→ **Data for the task**:
---+---

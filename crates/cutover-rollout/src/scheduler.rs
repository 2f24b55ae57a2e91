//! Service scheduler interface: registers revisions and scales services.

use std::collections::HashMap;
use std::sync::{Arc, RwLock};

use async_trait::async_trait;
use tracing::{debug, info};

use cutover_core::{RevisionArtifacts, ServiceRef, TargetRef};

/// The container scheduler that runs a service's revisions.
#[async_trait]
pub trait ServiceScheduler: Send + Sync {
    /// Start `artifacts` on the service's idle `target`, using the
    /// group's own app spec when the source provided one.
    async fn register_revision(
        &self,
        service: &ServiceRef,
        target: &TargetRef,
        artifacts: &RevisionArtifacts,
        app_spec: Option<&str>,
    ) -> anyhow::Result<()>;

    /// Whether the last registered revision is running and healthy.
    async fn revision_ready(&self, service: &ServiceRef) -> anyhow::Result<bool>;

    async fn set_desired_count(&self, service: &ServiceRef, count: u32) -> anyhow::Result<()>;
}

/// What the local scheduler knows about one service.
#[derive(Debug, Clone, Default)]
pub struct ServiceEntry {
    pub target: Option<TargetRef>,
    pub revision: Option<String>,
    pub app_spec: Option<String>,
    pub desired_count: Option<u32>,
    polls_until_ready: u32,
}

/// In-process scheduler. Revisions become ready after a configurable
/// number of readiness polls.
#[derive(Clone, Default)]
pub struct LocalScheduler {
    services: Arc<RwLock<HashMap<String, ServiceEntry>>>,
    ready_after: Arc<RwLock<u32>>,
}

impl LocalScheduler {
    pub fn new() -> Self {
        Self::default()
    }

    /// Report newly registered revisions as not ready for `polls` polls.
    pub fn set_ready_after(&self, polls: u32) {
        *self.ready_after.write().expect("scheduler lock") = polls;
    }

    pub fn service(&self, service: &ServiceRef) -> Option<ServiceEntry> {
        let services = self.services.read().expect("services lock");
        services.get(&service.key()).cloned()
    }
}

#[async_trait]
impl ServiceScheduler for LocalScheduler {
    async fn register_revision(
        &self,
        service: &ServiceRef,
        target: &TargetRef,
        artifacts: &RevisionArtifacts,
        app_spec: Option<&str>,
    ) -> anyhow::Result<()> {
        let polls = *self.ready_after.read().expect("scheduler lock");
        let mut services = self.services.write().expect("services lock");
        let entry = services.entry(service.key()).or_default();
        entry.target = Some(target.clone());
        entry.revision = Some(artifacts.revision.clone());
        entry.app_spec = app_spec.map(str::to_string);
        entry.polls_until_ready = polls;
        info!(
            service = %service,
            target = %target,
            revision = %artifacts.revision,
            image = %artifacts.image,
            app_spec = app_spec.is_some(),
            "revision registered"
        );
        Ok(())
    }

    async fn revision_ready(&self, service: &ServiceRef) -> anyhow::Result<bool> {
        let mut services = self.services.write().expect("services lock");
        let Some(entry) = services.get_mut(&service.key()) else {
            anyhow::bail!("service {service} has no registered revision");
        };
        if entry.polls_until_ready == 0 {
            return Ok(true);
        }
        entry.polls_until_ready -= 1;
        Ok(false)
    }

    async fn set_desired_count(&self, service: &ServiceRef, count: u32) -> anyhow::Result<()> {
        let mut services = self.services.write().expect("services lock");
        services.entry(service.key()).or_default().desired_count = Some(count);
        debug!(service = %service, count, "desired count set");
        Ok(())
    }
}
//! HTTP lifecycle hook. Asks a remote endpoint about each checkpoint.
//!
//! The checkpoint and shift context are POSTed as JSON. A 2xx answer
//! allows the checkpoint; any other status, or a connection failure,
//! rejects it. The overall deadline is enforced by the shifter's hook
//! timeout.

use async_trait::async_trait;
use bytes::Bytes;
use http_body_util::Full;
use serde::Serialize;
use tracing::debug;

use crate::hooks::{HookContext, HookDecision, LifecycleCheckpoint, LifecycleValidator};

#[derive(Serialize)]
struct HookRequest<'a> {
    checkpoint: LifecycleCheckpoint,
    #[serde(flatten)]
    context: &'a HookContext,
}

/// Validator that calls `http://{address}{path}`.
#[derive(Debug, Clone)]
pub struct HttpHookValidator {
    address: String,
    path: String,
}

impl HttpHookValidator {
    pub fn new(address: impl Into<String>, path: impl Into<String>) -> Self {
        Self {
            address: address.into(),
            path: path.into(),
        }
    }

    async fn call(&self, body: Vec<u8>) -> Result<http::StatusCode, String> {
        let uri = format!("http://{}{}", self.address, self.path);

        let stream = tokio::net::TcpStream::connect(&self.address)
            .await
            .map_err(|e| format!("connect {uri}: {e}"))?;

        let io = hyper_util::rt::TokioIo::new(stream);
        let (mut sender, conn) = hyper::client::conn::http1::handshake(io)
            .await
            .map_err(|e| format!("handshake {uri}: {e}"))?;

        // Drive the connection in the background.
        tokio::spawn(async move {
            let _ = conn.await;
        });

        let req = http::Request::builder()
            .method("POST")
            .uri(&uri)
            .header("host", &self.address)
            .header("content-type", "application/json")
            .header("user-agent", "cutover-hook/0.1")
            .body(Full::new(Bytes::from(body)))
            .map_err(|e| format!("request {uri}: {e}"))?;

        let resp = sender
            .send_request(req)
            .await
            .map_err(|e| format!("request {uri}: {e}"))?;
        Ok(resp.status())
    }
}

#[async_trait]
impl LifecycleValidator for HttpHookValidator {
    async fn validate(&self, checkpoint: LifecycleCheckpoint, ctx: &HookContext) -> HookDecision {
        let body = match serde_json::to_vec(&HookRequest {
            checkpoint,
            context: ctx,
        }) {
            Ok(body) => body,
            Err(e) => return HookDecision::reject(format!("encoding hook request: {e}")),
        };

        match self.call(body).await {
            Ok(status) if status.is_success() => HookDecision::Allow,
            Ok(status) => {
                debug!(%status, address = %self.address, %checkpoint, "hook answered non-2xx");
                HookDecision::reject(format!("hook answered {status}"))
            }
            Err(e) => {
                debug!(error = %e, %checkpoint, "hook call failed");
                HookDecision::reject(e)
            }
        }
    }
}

---+---

→ **Task instructions**: Write down, word for word, the lines above from the one containing "A 2xx answer" through the one containing "use tracing::debug;", both ends included.

→ **Written solution**:
//! The checkpoint and shift context are POSTed as JSON. A 2xx answer
//! allows the checkpoint; any other status, or a connection failure,
//! rejects it. The overall deadline is enforced by the shifter's hook
//! timeout.

use async_trait::async_trait;
use bytes::Bytes;
use http_body_util::Full;
use serde::Serialize;
use tracing::debug;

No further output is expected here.